I have two systems that need to talk. The following functions are configured on the systems:
System A , launching Django (Python 2.5) on the Google App Engine (GAE)
System B , running Django (Python 2.6) on Ubuntu / Linux on top of Lighttpd (possibly nginx, later)
System A will periodically make requests ("applications") for System B using Url Fetch .
On system B, there is a Django application setup to listen for these requests using urls.py with something like:
urlpatterns = patterns('producer.views', url(r'^requisition$', 'requisition', name='requisition'), )

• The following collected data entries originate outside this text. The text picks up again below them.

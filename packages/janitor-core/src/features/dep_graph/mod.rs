//! File-level dependency graph.
//!
//! Node = canonical file path; edge A → B means "A textually imports
//! something resolving to B". Parallel edges collapse. Orphan detection
//! reads in-degrees off this graph, so cycles need no special treatment.

mod resolver;

pub use resolver::ModuleResolver;

use std::path::{Path, PathBuf};

use petgraph::graph::{DiGraph, NodeIndex};
use petgraph::Direction;
use rustc_hash::FxHashMap;
use walkdir::WalkDir;

use crate::config::LanguageSelector;
use crate::shared::models::{Import, Language};
use crate::shared::utils::paths;

/// Directed file graph with canonical-path nodes.
#[derive(Debug, Default)]
pub struct FileGraph {
    graph: DiGraph<PathBuf, ()>,
    indices: FxHashMap<PathBuf, NodeIndex>,
}

impl FileGraph {
    pub fn new() -> Self {
        Self::default()
    }

    pub fn add_file(&mut self, path: &Path) -> NodeIndex {
        if let Some(&index) = self.indices.get(path) {
            return index;
        }
        let index = self.graph.add_node(path.to_path_buf());
        self.indices.insert(path.to_path_buf(), index);
        index
    }

    /// Add an import edge; parallel edges collapse into one.
    pub fn add_edge(&mut self, from: &Path, to: &Path) {
        let from = self.add_file(from);
        let to = self.add_file(to);
        if self.graph.find_edge(from, to).is_none() {
            self.graph.add_edge(from, to, ());
        }
    }

    pub fn contains(&self, path: &Path) -> bool {
        self.indices.contains_key(path)
    }

    pub fn in_degree(&self, path: &Path) -> usize {
        self.indices
            .get(path)
            .map(|&idx| self.graph.neighbors_directed(idx, Direction::Incoming).count())
            .unwrap_or(0)
    }

    pub fn file_count(&self) -> usize {
        self.graph.node_count()
    }

    pub fn edge_count(&self) -> usize {
        self.graph.edge_count()
    }

    pub fn files(&self) -> impl Iterator<Item = &PathBuf> {
        self.graph.node_weights()
    }
}

/// Resolves imports and assembles the file graph.
pub struct DependencyGraphBuilder {
    resolver: ModuleResolver,
}

impl DependencyGraphBuilder {
    pub fn new(project_root: impl Into<PathBuf>) -> Self {
        Self {
            resolver: ModuleResolver::new(project_root),
        }
    }

    /// Resolve a file's imports to existing target files, deduplicated.
    pub fn resolve_dependencies(&self, imports: &[Import], language: Language) -> Vec<PathBuf> {
        let mut targets = Vec::new();
        for import in imports {
            for target in self.resolver.resolve(import, language) {
                if !targets.contains(&target) {
                    targets.push(target);
                }
            }
        }
        targets
    }

    /// Assemble the graph from per-file resolved edges. Every discovered
    /// file becomes a node even with no imports.
    pub fn build_graph(
        &self,
        files: &[PathBuf],
        edges: &FxHashMap<PathBuf, Vec<PathBuf>>,
    ) -> FileGraph {
        let mut graph = FileGraph::new();
        for file in files {
            graph.add_file(file);
        }
        for (file, targets) in edges {
            for target in targets {
                graph.add_edge(file, target);
            }
        }
        tracing::debug!(
            files = graph.file_count(),
            edges = graph.edge_count(),
            "file graph built"
        );
        graph
    }
}

/// Walk the project tree and collect source files for the selector,
/// canonicalised, skipping vendored/build directories unless asked not to.
pub fn discover_files(
    project_root: &Path,
    selector: LanguageSelector,
    include_vendored: bool,
) -> Vec<PathBuf> {
    let extensions = selector.extensions();
    let mut files = Vec::new();

    for entry in WalkDir::new(project_root)
        .follow_links(false)
        .into_iter()
        .filter_entry(|e| {
            if !e.file_type().is_dir() {
                return true;
            }
            if include_vendored {
                // the tool's own state directories are never analysed
                let name = e.file_name().to_string_lossy();
                return name != ".janitor_cache" && name != ".janitor_trash" && name != ".git";
            }
            !paths::is_excluded(Path::new(e.file_name()))
        })
        .filter_map(|e| e.ok())
    {
        if !entry.file_type().is_file() {
            continue;
        }
        let path = entry.path();
        let matches = path
            .extension()
            .and_then(|e| e.to_str())
            .map(|ext| extensions.contains(&ext))
            .unwrap_or(false);
        if matches {
            files.push(paths::canonicalize(path));
        }
    }

    files.sort();
    files
}

#[cfg(test)]
mod tests {
    use super::*;
    use tempfile::TempDir;

    fn touch(root: &Path, rel: &str, content: &str) -> PathBuf {
        let path = root.join(rel);
        std::fs::create_dir_all(path.parent().unwrap()).unwrap();
        std::fs::write(&path, content).unwrap();
        paths::canonicalize(&path)
    }

    #[test]
    fn test_parallel_edges_collapse() {
        let mut graph = FileGraph::new();
        let a = PathBuf::from("/p/a.py");
        let b = PathBuf::from("/p/b.py");
        graph.add_edge(&a, &b);
        graph.add_edge(&a, &b);
        assert_eq!(graph.edge_count(), 1);
        assert_eq!(graph.in_degree(&b), 1);
        assert_eq!(graph.in_degree(&a), 0);
    }

    #[test]
    fn test_cyclic_imports_two_edges() {
        let mut graph = FileGraph::new();
        let a = PathBuf::from("/p/a.py");
        let b = PathBuf::from("/p/b.py");
        graph.add_edge(&a, &b);
        graph.add_edge(&b, &a);
        assert_eq!(graph.edge_count(), 2);
        assert_eq!(graph.in_degree(&a), 1);
        assert_eq!(graph.in_degree(&b), 1);
    }

    #[test]
    fn test_discover_skips_vendored() {
        let dir = TempDir::new().unwrap();
        touch(dir.path(), "src/app.py", "");
        touch(dir.path(), "node_modules/lib/x.py", "");
        touch(dir.path(), ".venv/site.py", "");
        touch(dir.path(), "readme.md", "");

        let files = discover_files(dir.path(), LanguageSelector::Python, false);
        assert_eq!(files.len(), 1);
        assert!(files[0].ends_with("src/app.py"));
    }

    #[test]
    fn test_discover_include_vendored() {
        let dir = TempDir::new().unwrap();
        touch(dir.path(), "src/app.py", "");
        touch(dir.path(), "vendor/x.py", "");
        touch(dir.path(), ".janitor_cache/fake.py", "");

        let files = discover_files(dir.path(), LanguageSelector::Python, true);
        assert_eq!(files.len(), 2);
    }

    #[test]
    fn test_build_graph_from_edges() {
        let dir = TempDir::new().unwrap();
        let a = touch(dir.path(), "a.py", "from b import f\n");
        let b = touch(dir.path(), "b.py", "def f(): pass\n");

        let builder = DependencyGraphBuilder::new(dir.path());
        let mut edges = FxHashMap::default();
        edges.insert(a.clone(), vec![b.clone()]);

        let graph = builder.build_graph(&[a.clone(), b.clone()], &edges);
        assert_eq!(graph.file_count(), 2);
        assert_eq!(graph.in_degree(&b), 1);
        assert_eq!(graph.in_degree(&a), 0);
    }
}
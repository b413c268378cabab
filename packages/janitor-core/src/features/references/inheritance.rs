//! Class inheritance map.
//!
//! Bidirectional hierarchy derived from `base_classes`, plus a method-family
//! index. The inheritance shield walks descendants only: a reference to
//! `B.m` protects every override of `m` below `B`, never above it.

use rustc_hash::{FxHashMap, FxHashSet};

use crate::shared::models::SymbolId;

#[derive(Debug, Default)]
pub struct InheritanceMap {
    /// class → direct parents
    parents: FxHashMap<String, Vec<String>>,
    /// class → direct children
    children: FxHashMap<String, Vec<String>>,
    /// (class, method) → symbol ids of its implementations
    methods: FxHashMap<(String, String), Vec<SymbolId>>,
}

impl InheritanceMap {
    pub fn new() -> Self {
        Self::default()
    }

    pub fn add_class(&mut self, class_name: &str, base_classes: &[String]) {
        if base_classes.is_empty() {
            return;
        }
        self.parents
            .insert(class_name.to_string(), base_classes.to_vec());
        for base in base_classes {
            self.children
                .entry(base.clone())
                .or_default()
                .push(class_name.to_string());
        }
    }

    pub fn add_method(&mut self, class_name: &str, method_name: &str, symbol_id: SymbolId) {
        self.methods
            .entry((class_name.to_string(), method_name.to_string()))
            .or_default()
            .push(symbol_id);
    }

    pub fn parents_of(&self, class_name: &str) -> &[String] {
        self.parents
            .get(class_name)
            .map(Vec::as_slice)
            .unwrap_or_default()
    }

    /// True when `ancestor` is reachable upward from `class_name`.
    pub fn is_descendant_of(&self, class_name: &str, ancestor: &str) -> bool {
        let mut visited = FxHashSet::default();
        let mut stack = vec![class_name];
        while let Some(current) = stack.pop() {
            if !visited.insert(current) {
                continue;
            }
            for parent in self.parents_of(current) {
                if parent == ancestor {
                    return true;
                }
                stack.push(parent);
            }
        }
        false
    }

    /// Overrides of `method_name` on `class_name` and every class below it.
    /// Cycle-safe: each class is visited once.
    pub fn descendant_overrides(&self, class_name: &str, method_name: &str) -> Vec<SymbolId> {
        let mut out = Vec::new();
        let mut visited = FxHashSet::default();
        let mut stack = vec![class_name.to_string()];

        while let Some(current) = stack.pop() {
            if !visited.insert(current.clone()) {
                continue;
            }
            if let Some(ids) = self.methods.get(&(current.clone(), method_name.to_string())) {
                out.extend(ids.iter().cloned());
            }
            if let Some(children) = self.children.get(&current) {
                stack.extend(children.iter().cloned());
            }
        }
        out
    }
}

#[cfg(test)]
mod tests {
    use super::*;

    fn id(file: &str, qualified: &str) -> SymbolId {
        SymbolId(format!("{}::{}", file, qualified))
    }

    #[test]
    fn test_descendant_overrides() {
        let mut map = InheritanceMap::new();
        map.add_class("Child", &["Base".to_string()]);
        map.add_class("GrandChild", &["Child".to_string()]);
        map.add_method("Base", "run", id("a.py", "Base.run"));
        map.add_method("Child", "run", id("a.py", "Child.run"));
        map.add_method("GrandChild", "run", id("a.py", "GrandChild.run"));

        let family = map.descendant_overrides("Base", "run");
        assert_eq!(family.len(), 3);

        // downward only: asking from Child must not include Base.run
        let from_child = map.descendant_overrides("Child", "run");
        assert_eq!(from_child.len(), 2);
        assert!(!from_child.contains(&id("a.py", "Base.run")));
    }

    #[test]
    fn test_is_descendant_of() {
        let mut map = InheritanceMap::new();
        map.add_class("Child", &["Base".to_string()]);
        map.add_class("GrandChild", &["Child".to_string()]);

        assert!(map.is_descendant_of("GrandChild", "Base"));
        assert!(map.is_descendant_of("Child", "Base"));
        assert!(!map.is_descendant_of("Base", "Child"));
    }

    #[test]
    fn test_inheritance_cycle_terminates() {
        let mut map = InheritanceMap::new();
        map.add_class("A", &["B".to_string()]);
        map.add_class("B", &["A".to_string()]);
        map.add_method("A", "m", id("x.py", "A.m"));
        map.add_method("B", "m", id("x.py", "B.m"));

        let family = map.descendant_overrides("A", "m");
        assert_eq!(family.len(), 2);
        assert!(!map.is_descendant_of("A", "C"));
    }
}
#[cfg(test)]
mod tests {
    use super::*;
    use crate::shared::models::{EntityKind, Span};
    use tempfile::TempDir;

    fn entity_for(file: &Path, name: &str, range: ByteRange) -> Entity {
        Entity {
            name: name.to_string(),
            kind: EntityKind::Function,
            file_path: file.to_path_buf(),
            byte_range: range,
            decorated_byte_range: None,
            span: Span::zero(),
            qualified_name: name.to_string(),
            parent_class: None,
            base_classes: Vec::new(),
            decorators: Vec::new(),
            text: String::new(),
            structural_hash: None,
            protected_by: None,
        }
    }

    fn range_of(content: &str, needle: &str) -> ByteRange {
        let start = content.find(needle).unwrap();
        ByteRange::new(start, start + needle.len())
    }

    #[test]
    fn test_delete_and_restore_roundtrip() {
        let dir = TempDir::new().unwrap();
        let file = dir.path().join("a.py");
        let original = "def keep():\n    pass\n\ndef dead():\n    pass\n";
        std::fs::write(&file, original).unwrap();

        let mut mutator = SafeMutator::begin_session(dir.path()).unwrap();
        let mut plan = FxHashMap::default();
        plan.insert(
            file.clone(),
            vec![entity_for(&file, "dead", range_of(original, "def dead():\n    pass\n"))],
        );
        let mut hashes = FxHashMap::default();
        hashes.insert(file.clone(), hash_file(&file).unwrap());

        let outcome = mutator.delete_symbols(&plan, &hashes).unwrap();
        assert_eq!(outcome.symbols_removed, 1);
        let mutated = std::fs::read_to_string(&file).unwrap();
        assert!(!mutated.contains("def dead"));
        assert!(mutated.contains("def keep"));

        let report = mutator.restore_all();
        assert_eq!(report.restored, 1);
        assert!(report.errors.is_empty());
        assert_eq!(std::fs::read_to_string(&file).unwrap(), original);

        // idempotent
        let again = mutator.restore_all();
        assert_eq!(again.restored, 1);
        assert_eq!(std::fs::read_to_string(&file).unwrap(), original);
    }

    #[test]
    fn test_concurrent_modification_aborts_before_write() {
        let dir = TempDir::new().unwrap();
        let file = dir.path().join("a.py");
        std::fs::write(&file, "def dead(): pass\n").unwrap();

        let mut hashes = FxHashMap::default();
        hashes.insert(file.clone(), hash_file(&file).unwrap());

        // file changes between analysis and mutation
        std::fs::write(&file, "def dead(): pass\n# edited\n").unwrap();
        let content_before = std::fs::read_to_string(&file).unwrap();

        let mut mutator = SafeMutator::begin_session(dir.path()).unwrap();
        let mut plan = FxHashMap::default();
        plan.insert(
            file.clone(),
            vec![entity_for(&file, "dead", ByteRange::new(0, 17))],
        );

        let err = mutator.delete_symbols(&plan, &hashes).unwrap_err();
        assert_eq!(
            err.kind,
            crate::shared::models::ErrorKind::ConcurrentModification
        );
        assert_eq!(std::fs::read_to_string(&file).unwrap(), content_before);
        // no backup was taken
        assert!(mutator.manifest().entries.is_empty());
    }

    #[test]
    fn test_descending_splice_multiple_symbols() {
        let dir = TempDir::new().unwrap();
        let file = dir.path().join("a.py");
        let original = "def a():\n    pass\n\ndef b():\n    pass\n\ndef c():\n    pass\n";
        std::fs::write(&file, original).unwrap();

        let mut mutator = SafeMutator::begin_session(dir.path()).unwrap();
        let mut plan = FxHashMap::default();
        plan.insert(
            file.clone(),
            vec![
                entity_for(&file, "a", range_of(original, "def a():\n    pass\n")),
                entity_for(&file, "c", range_of(original, "def c():\n    pass\n")),
            ],
        );
        let mut hashes = FxHashMap::default();
        hashes.insert(file.clone(), hash_file(&file).unwrap());

        mutator.delete_symbols(&plan, &hashes).unwrap();
        let mutated = std::fs::read_to_string(&file).unwrap();
        assert!(mutated.contains("def b"));
        assert!(!mutated.contains("def a"));
        assert!(!mutated.contains("def c"));
    }

    #[test]
    fn test_orphan_import_sweep() {
        let dir = TempDir::new().unwrap();
        let file = dir.path().join("a.py");
        let original = "from helpers import dead_fn\nimport os\n\ndef dead_fn_caller():\n    return dead_fn()\n";
        // remove the caller AND treat dead_fn as removed in helpers; the
        // sweep applies to names removed in THIS file, so craft the case
        // where the import's only user disappears and the imported name was
        // itself removed.
        std::fs::write(&file, original).unwrap();

        let mut removed = FxHashSet::default();
        removed.insert("dead_fn");
        removed.insert("dead_fn_caller");

        let mut content = {
            // splice out the caller first
            let range = range_of(original, "def dead_fn_caller():\n    return dead_fn()\n");
            let (content, n, _) = splice_ranges(original.as_bytes().to_vec(), &[range]);
            assert_eq!(n, 1);
            content
        };

        let swept = sweep_orphan_imports_python(&mut content, &removed);
        assert_eq!(swept, 1);
        let text = String::from_utf8(content).unwrap();
        assert!(!text.contains("from helpers import dead_fn"));
        assert!(text.contains("import os"));
    }

    #[test]
    fn test_js_import_sweep() {
        let mut content =
            b"import { deadFn, liveFn } from './util';\nimport { gone } from './old';\nliveFn();\n"
                .to_vec();
        let mut removed = FxHashSet::default();
        removed.insert("gone");
        removed.insert("deadFn");

        let swept = sweep_orphan_imports_js(&mut content, &removed);
        // the first import still binds liveFn which is used; only the
        // second is swept
        assert_eq!(swept, 1);
        let text = String::from_utf8(content).unwrap();
        assert!(text.contains("deadFn"));
        assert!(!text.contains("./old"));
    }

    #[test]
    fn test_splice_skips_unsafe_cut_in_invalid_utf8() {
        // 0xC3 0xA9 is "é"; cutting between them must be refused
        let bytes = vec![b'a', 0xC3, 0xA9, b'b', 0xFF, b'c'];
        let (content, spliced, skipped) = splice_ranges(bytes.clone(), &[ByteRange::new(1, 2)]);
        assert_eq!(spliced, 0);
        assert_eq!(skipped, 1);
        assert_eq!(content, bytes);

        // a safe cut in the same buffer works
        let (content, spliced, skipped) = splice_ranges(bytes, &[ByteRange::new(3, 4)]);
        assert_eq!(spliced, 1);
        assert_eq!(skipped, 0);
        assert_eq!(content, vec![b'a', 0xC3, 0xA9, 0xFF, b'c']);
    }

    #[test]
    fn test_symbol_spanning_final_byte() {
        let dir = TempDir::new().unwrap();
        let file = dir.path().join("a.py");
        let original = "def keep():\n    pass\n\ndef tail():\n    pass";
        std::fs::write(&file, original).unwrap();

        let mut mutator = SafeMutator::begin_session(dir.path()).unwrap();
        let mut plan = FxHashMap::default();
        plan.insert(
            file.clone(),
            vec![entity_for(&file, "tail", range_of(original, "def tail():\n    pass"))],
        );
        let mut hashes = FxHashMap::default();
        hashes.insert(file.clone(), hash_file(&file).unwrap());

        mutator.delete_symbols(&plan, &hashes).unwrap();
        let mutated = std::fs::read_to_string(&file).unwrap();
        assert_eq!(mutated, "def keep():\n    pass\n\n");
    }

    #[test]
    fn test_commit_removes_backups_keeps_manifest() {
        let dir = TempDir::new().unwrap();
        let file = dir.path().join("a.py");
        let original = "def dead():\n    pass\n";
        std::fs::write(&file, original).unwrap();

        let mut mutator = SafeMutator::begin_session(dir.path()).unwrap();
        let mut plan = FxHashMap::default();
        plan.insert(
            file.clone(),
            vec![entity_for(&file, "dead", range_of(original, original))],
        );
        let mut hashes = FxHashMap::default();
        hashes.insert(file.clone(), hash_file(&file).unwrap());
        mutator.delete_symbols(&plan, &hashes).unwrap();

        let backup = mutator.manifest().entries[0].backup.clone();
        assert!(backup.exists());

        mutator.commit().unwrap();
        assert!(!backup.exists());

        let loaded = SessionManifest::load(
            &dir.path().join(".janitor_trash").join(mutator.session_id()),
        )
        .unwrap();
        assert_eq!(loaded.entries[0].status, EntryStatus::Committed);
    }

    #[test]
    fn test_second_session_refused_while_pending() {
        let dir = TempDir::new().unwrap();
        let file = dir.path().join("a.py");
        std::fs::write(&file, "def dead():\n    pass\n").unwrap();

        let mut first = SafeMutator::begin_session(dir.path()).unwrap();
        let mut plan = FxHashMap::default();
        plan.insert(
            file.clone(),
            vec![entity_for(&file, "dead", ByteRange::new(0, 21))],
        );
        let mut hashes = FxHashMap::default();
        hashes.insert(file.clone(), hash_file(&file).unwrap());
        first.delete_symbols(&plan, &hashes).unwrap();

        assert!(SafeMutator::begin_session(dir.path()).is_err());

        first.commit().unwrap();
        assert!(SafeMutator::begin_session(dir.path()).is_ok());
    }

    #[test]
    fn test_bom_and_crlf_preserved() {
        let dir = TempDir::new().unwrap();
        let file = dir.path().join("a.py");
        let original = "\u{FEFF}def keep():\r\n    pass\r\n\r\ndef dead():\r\n    pass\r\n";
        std::fs::write(&file, original).unwrap();

        let mut mutator = SafeMutator::begin_session(dir.path()).unwrap();
        let mut plan = FxHashMap::default();
        plan.insert(
            file.clone(),
            vec![entity_for(&file, "dead", range_of(original, "def dead():\r\n    pass\r\n"))],
        );
        let mut hashes = FxHashMap::default();
        hashes.insert(file.clone(), hash_file(&file).unwrap());

        mutator.delete_symbols(&plan, &hashes).unwrap();
        let mutated = std::fs::read_to_string(&file).unwrap();
        assert!(mutated.starts_with('\u{FEFF}'));
        assert!(mutated.contains("def keep():\r\n"));
        assert!(!mutated.contains("def dead"));
    }
}
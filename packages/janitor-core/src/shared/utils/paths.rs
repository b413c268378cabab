//! Path predicates and canonicalisation.
//!
//! Graph keys are always canonical absolute paths (symlinks resolved, `..`
//! normalised) so that string-separator aliasing can never split one file
//! into two nodes.

use std::path::{Component, Path, PathBuf};

/// Vendored and build directories excluded wholesale from analysis.
pub const EXCLUDED_DIRS: &[&str] = &[
    "venv",
    ".venv",
    "env",
    ".virtualenv",
    "vendor",
    "extern",
    "third_party",
    "node_modules",
    "__pycache__",
    "site-packages",
    "dist",
    "build",
    ".tox",
    ".git",
    ".janitor_trash",
    ".janitor_cache",
];

/// Directories whose contents are never classified dead.
pub const IMMORTAL_DIRS: &[&str] = &[
    "tests",
    "test",
    "examples",
    "example",
    "docs",
    "docs_src",
    "documentation",
    "scripts",
    "script",
    "benchmarks",
    "benchmark",
    "tutorial",
    "tutorials",
    "migrations",
    "sandbox",
    "bin",
];

/// Canonicalise a path, falling back to lexical normalisation when the file
/// does not exist (unit-test fixtures, already-deleted files).
pub fn canonicalize(path: &Path) -> PathBuf {
    path.canonicalize().unwrap_or_else(|_| normalize(path))
}

/// Lexical normalisation: resolves `.` and `..` components without touching
/// the filesystem.
pub fn normalize(path: &Path) -> PathBuf {
    let mut out = PathBuf::new();
    for component in path.components() {
        match component {
            Component::CurDir => {}
            Component::ParentDir => {
                if !out.pop() {
                    out.push("..");
                }
            }
            other => out.push(other.as_os_str()),
        }
    }
    out
}

/// True when any component of `path` names an excluded directory.
pub fn is_excluded(path: &Path) -> bool {
    has_component_in(path, EXCLUDED_DIRS)
}

/// True when any component of `path` names an immortal directory.
pub fn is_in_immortal_dir(path: &Path) -> bool {
    has_component_in(path, IMMORTAL_DIRS)
}

fn has_component_in(path: &Path, names: &[&str]) -> bool {
    path.components().any(|c| {
        c.as_os_str()
            .to_str()
            .map(|s| names.contains(&s))
            .unwrap_or(false)
    })
}

/// Strip `root` from `path` when possible, otherwise return `path` as-is.
pub fn relative_to<'a>(path: &'a Path, root: &Path) -> &'a Path {
    path.strip_prefix(root).unwrap_or(path)
}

And the corresponding views.py with something like:
import json from django.http import HttpResponse def requisition(request): " do something " response = HttpResponse() response['Content-type'] = 'application/json' response.write(json.dumps(...)) return response
This would be a valuable addition to system security if system B only responded to requests from system A.
I would like to know what options are available for System B to verify that requests come from System A. I reviewed the following:
- Make sure the IP address is GAE (however, I don’t know the GAE IP addresses, they can change and they can be tampered with).
- Make sure that the reverse DNS IP is from GAE (however, I don’t know which GAE DNS records, if they are changed, and they can be tampered with)
- Use a TLS client certificate from System A, but I don’t know how to do it using GAE
- Make a call / response based on something in common, like salt, with pycrypto
Ideally, I want to get views.py with something like:
... from django.http import HttpResponseForbidden def requisition(request): " do something " if not verify_request_origin(): return HttpResponseForbidden("Denied.") response = HttpResponse() ...
Where verify_request_origin () returns true when the request made in System B was from System A to GAE.
Thank you and I look forward to hearing from you.